Lines that include the word "ReplicatorConfig" should be copied from the listing that follows.
==============================
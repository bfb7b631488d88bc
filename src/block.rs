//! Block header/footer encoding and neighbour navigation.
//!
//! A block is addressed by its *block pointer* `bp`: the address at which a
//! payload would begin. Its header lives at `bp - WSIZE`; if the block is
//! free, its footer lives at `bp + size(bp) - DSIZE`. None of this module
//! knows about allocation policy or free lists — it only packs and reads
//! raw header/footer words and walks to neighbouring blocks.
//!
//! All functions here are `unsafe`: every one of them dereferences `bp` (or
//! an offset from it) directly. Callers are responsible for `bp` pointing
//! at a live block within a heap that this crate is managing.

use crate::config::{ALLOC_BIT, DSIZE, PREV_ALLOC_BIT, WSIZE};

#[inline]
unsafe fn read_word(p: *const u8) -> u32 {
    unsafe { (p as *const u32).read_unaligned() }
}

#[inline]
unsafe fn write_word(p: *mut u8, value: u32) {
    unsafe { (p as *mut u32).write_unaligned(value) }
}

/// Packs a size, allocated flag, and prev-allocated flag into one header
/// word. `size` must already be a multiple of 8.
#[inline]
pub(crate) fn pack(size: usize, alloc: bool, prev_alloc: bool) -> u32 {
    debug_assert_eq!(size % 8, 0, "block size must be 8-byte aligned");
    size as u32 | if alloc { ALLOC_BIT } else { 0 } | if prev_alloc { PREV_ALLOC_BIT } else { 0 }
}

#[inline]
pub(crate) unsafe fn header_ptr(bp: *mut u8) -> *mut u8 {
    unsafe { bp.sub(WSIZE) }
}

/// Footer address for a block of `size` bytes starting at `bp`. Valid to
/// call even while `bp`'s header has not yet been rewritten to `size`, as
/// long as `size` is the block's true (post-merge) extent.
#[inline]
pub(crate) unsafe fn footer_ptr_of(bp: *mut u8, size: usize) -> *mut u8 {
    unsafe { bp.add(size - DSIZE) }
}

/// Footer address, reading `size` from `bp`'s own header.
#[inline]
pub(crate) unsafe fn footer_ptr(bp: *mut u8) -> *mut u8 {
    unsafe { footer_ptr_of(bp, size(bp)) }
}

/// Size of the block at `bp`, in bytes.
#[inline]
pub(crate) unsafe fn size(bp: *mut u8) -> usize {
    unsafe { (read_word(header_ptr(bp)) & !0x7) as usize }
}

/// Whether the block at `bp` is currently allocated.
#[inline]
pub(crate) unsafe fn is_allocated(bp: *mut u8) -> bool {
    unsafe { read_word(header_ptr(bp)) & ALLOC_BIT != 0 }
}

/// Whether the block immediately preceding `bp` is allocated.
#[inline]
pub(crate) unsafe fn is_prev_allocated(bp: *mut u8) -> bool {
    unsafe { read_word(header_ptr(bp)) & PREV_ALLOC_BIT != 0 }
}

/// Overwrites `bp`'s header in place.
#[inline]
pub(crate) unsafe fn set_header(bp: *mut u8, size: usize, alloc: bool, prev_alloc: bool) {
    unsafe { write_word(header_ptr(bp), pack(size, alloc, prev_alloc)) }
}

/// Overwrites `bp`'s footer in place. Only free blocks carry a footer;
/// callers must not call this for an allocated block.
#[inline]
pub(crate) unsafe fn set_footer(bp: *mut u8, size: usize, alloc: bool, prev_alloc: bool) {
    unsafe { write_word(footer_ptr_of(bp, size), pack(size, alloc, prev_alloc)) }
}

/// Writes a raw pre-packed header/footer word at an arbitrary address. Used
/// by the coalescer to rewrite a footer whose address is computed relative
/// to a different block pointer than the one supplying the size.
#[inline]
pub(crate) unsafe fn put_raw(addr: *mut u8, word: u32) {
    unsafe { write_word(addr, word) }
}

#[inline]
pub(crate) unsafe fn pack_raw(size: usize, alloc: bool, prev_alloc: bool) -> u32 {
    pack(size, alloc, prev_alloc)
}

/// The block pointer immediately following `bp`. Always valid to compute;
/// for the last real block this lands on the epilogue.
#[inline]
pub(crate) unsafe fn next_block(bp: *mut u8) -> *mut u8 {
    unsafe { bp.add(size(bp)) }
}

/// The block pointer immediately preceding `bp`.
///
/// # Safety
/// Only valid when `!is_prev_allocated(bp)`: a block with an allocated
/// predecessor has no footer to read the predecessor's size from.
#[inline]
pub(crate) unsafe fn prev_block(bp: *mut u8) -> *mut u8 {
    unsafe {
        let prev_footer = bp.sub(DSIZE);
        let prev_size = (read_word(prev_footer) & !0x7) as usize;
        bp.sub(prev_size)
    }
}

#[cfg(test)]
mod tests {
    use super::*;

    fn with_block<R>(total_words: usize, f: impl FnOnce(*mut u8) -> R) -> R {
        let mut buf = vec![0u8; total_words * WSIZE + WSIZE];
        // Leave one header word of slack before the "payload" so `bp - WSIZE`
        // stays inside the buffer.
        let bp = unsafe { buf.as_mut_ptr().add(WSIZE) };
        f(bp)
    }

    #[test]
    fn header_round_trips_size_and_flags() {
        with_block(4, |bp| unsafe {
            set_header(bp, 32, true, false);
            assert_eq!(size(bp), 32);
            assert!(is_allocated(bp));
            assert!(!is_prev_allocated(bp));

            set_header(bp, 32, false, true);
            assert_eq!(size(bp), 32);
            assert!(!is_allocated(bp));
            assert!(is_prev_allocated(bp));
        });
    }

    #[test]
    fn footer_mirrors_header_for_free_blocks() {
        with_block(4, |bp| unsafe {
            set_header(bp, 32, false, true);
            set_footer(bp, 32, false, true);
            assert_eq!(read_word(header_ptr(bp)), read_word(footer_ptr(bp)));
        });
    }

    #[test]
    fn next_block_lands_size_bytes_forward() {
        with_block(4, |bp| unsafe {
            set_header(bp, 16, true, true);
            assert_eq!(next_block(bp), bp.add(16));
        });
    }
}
==============================
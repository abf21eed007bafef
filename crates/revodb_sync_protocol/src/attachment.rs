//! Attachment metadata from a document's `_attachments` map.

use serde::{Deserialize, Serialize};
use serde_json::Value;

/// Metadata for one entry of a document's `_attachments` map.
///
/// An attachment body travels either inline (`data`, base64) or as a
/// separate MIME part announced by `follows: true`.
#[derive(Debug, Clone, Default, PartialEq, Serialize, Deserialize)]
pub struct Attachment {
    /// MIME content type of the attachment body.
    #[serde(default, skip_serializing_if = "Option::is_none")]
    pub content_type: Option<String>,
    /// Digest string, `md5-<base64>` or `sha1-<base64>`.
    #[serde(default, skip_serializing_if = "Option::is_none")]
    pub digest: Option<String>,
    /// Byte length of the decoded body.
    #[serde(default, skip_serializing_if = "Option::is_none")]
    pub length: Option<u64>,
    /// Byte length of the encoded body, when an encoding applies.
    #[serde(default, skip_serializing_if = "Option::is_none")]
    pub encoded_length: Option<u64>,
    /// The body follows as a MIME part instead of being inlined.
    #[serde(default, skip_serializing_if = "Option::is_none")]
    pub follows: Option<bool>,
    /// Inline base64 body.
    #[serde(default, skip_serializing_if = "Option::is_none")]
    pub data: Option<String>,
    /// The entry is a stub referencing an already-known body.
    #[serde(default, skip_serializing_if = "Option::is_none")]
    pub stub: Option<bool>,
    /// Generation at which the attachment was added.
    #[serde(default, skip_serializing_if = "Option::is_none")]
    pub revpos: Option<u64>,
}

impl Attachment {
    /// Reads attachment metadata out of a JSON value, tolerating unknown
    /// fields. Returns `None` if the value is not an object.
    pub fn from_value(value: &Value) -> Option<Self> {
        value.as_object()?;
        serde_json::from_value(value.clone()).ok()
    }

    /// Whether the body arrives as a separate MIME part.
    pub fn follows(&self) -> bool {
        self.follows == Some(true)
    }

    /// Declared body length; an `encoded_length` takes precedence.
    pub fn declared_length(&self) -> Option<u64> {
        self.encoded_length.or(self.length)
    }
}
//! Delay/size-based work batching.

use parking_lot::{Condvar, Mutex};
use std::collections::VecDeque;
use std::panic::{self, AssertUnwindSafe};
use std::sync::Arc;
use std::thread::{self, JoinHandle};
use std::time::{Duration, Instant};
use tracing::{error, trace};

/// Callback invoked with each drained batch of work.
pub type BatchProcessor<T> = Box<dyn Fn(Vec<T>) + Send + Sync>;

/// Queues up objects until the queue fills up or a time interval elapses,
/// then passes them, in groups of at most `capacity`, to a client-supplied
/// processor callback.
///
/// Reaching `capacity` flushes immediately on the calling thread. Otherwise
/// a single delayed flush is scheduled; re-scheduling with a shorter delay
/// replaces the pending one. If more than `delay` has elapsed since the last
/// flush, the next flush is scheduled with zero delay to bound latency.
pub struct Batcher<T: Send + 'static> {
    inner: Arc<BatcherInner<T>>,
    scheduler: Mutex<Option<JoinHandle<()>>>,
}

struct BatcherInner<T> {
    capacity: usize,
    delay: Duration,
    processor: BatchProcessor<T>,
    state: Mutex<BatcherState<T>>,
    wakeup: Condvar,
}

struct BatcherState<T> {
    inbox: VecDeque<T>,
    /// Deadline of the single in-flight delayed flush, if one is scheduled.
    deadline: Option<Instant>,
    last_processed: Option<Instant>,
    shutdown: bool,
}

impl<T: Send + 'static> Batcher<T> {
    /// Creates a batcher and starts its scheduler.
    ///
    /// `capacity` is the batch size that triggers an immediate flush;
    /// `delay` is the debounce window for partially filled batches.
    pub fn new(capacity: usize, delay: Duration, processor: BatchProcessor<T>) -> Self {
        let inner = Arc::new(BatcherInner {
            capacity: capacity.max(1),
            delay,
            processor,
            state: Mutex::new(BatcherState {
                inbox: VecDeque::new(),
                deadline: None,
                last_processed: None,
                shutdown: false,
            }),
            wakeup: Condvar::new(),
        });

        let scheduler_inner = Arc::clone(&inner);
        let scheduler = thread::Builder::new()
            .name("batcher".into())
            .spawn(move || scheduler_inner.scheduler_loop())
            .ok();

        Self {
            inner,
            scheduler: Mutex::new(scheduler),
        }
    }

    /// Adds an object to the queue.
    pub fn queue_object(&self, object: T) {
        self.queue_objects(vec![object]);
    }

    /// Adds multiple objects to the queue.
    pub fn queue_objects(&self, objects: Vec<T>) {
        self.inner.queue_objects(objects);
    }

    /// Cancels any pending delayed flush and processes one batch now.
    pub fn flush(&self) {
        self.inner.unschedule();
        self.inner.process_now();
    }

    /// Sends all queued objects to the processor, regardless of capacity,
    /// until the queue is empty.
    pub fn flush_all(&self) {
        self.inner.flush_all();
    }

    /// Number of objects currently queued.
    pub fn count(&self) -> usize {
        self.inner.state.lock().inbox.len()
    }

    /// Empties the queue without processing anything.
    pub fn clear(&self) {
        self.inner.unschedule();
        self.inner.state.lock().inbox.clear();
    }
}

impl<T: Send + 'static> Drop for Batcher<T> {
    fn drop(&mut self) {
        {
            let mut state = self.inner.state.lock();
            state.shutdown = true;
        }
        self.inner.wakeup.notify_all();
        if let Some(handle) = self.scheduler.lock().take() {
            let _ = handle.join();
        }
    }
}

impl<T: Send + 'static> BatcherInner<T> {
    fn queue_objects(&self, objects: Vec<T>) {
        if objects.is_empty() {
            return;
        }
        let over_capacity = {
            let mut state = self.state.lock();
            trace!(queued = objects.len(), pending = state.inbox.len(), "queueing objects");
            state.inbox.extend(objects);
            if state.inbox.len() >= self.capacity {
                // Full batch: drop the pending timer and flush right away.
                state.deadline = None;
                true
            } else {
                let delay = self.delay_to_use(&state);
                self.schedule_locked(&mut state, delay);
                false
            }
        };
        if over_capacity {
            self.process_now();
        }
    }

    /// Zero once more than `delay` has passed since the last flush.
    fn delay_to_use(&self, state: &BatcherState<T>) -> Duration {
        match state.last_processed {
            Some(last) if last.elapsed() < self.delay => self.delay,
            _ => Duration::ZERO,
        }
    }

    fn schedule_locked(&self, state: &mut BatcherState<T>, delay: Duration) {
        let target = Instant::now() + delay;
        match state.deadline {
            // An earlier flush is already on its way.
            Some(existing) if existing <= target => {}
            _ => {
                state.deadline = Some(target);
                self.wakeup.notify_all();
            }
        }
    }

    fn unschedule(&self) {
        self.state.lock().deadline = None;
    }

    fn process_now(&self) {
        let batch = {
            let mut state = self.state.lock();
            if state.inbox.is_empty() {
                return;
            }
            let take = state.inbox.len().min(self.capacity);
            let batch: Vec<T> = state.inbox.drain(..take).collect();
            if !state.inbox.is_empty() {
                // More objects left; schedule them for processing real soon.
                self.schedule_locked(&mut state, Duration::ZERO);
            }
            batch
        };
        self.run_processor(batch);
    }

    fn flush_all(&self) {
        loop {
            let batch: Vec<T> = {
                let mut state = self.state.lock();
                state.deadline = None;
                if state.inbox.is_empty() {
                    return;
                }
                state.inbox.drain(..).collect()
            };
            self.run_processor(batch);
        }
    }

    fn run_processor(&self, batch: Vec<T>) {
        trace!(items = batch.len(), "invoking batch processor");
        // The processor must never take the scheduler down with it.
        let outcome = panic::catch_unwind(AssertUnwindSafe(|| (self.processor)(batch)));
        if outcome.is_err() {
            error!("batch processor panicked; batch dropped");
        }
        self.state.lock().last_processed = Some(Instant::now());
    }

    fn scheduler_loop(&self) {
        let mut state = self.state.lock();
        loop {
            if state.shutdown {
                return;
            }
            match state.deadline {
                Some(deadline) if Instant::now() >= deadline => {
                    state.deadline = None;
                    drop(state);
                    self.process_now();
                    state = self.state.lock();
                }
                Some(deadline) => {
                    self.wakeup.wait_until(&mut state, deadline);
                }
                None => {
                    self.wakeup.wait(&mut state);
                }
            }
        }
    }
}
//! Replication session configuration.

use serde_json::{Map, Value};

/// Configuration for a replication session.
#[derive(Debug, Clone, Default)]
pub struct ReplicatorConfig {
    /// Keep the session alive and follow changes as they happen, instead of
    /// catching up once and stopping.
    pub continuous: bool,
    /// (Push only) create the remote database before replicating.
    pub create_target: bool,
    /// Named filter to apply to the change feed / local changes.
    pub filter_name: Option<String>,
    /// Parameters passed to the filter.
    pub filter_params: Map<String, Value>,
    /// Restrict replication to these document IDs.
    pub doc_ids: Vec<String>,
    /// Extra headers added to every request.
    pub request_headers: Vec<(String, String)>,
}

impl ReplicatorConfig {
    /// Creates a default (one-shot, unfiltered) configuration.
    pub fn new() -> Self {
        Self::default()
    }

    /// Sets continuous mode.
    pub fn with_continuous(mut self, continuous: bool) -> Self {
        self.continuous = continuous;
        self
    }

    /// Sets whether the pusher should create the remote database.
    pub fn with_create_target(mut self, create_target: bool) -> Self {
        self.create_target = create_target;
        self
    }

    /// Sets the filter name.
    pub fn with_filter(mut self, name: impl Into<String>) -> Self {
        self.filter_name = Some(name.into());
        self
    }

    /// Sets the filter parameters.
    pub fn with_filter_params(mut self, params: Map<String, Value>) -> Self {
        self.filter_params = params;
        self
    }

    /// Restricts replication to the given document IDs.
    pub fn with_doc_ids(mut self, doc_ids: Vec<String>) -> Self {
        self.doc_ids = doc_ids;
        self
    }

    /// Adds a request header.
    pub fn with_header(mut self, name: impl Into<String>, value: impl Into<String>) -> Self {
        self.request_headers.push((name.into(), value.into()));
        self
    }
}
==============================
RESPONSE AREA:
pub struct ReplicatorConfig {
impl ReplicatorConfig {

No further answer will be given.